Exercise description
Each line of the records containing "Instant" is to be copied out and returned.

Task inputs
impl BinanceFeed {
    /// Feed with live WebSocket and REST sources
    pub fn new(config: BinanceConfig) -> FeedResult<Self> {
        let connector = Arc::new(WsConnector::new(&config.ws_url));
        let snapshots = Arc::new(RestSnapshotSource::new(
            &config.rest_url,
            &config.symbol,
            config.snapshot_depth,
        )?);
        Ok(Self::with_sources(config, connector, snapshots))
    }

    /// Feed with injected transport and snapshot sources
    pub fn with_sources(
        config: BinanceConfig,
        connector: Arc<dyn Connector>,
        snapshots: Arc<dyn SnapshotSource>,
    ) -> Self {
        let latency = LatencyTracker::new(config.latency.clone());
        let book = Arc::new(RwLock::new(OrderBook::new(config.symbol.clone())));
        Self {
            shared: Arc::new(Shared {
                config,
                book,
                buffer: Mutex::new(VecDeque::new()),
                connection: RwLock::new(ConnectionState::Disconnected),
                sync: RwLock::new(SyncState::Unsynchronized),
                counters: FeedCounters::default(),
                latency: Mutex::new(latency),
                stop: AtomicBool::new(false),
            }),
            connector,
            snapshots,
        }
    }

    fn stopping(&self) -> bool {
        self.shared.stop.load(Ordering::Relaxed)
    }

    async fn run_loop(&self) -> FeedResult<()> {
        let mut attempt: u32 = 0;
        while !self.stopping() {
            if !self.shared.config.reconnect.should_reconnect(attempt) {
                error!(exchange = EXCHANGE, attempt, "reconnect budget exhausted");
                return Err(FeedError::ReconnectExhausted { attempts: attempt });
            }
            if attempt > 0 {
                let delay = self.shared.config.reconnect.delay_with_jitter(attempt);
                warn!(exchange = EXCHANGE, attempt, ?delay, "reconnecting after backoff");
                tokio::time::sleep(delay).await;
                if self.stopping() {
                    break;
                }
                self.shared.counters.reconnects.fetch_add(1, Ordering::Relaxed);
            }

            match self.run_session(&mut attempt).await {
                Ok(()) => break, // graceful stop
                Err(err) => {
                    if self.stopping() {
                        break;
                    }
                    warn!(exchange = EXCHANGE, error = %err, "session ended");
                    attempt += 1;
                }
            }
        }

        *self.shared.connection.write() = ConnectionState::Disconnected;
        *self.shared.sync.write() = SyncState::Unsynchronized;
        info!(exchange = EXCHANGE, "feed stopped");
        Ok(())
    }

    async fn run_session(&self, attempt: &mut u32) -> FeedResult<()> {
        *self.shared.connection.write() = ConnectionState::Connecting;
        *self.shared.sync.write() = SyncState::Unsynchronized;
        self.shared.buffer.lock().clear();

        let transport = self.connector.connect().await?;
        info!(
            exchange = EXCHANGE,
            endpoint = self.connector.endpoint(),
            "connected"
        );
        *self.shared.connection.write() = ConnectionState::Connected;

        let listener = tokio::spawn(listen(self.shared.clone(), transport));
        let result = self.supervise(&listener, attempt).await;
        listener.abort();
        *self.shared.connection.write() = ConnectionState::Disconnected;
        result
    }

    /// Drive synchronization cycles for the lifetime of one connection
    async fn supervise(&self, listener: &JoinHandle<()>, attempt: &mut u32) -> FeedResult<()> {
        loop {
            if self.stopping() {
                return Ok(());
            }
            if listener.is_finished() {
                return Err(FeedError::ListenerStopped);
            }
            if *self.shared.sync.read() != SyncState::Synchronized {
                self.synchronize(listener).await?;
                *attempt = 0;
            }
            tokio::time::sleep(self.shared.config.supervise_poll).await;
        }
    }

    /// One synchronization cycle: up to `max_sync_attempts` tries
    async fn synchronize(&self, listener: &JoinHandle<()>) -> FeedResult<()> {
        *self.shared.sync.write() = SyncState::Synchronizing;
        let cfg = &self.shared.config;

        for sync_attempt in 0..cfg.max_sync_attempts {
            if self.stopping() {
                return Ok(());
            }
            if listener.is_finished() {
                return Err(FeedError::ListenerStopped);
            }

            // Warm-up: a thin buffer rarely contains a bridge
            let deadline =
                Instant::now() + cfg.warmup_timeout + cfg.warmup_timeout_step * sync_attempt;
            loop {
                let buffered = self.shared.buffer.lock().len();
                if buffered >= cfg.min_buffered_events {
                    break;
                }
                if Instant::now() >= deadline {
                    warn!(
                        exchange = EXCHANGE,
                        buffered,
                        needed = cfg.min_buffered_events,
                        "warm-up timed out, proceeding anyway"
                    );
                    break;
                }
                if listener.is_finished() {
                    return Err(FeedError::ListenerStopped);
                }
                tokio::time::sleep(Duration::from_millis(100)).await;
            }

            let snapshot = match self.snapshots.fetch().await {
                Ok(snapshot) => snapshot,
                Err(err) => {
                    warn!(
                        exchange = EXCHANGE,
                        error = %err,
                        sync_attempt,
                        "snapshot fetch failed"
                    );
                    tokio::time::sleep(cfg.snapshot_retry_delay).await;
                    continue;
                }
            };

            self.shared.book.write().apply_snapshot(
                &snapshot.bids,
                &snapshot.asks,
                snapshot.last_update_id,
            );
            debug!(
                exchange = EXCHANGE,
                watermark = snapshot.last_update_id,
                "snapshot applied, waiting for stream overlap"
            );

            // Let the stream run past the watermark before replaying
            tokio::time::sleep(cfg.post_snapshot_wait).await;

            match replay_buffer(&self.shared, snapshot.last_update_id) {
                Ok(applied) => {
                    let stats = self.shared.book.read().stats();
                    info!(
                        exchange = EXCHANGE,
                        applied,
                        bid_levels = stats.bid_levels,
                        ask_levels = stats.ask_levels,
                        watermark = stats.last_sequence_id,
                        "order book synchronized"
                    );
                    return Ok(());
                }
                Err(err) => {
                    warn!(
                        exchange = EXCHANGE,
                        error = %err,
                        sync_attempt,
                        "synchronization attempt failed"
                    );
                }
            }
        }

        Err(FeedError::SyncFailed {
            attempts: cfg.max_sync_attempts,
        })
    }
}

Exercise answer
                Instant::now() + cfg.warmup_timeout + cfg.warmup_timeout_step * sync_attempt;
                if Instant::now() >= deadline {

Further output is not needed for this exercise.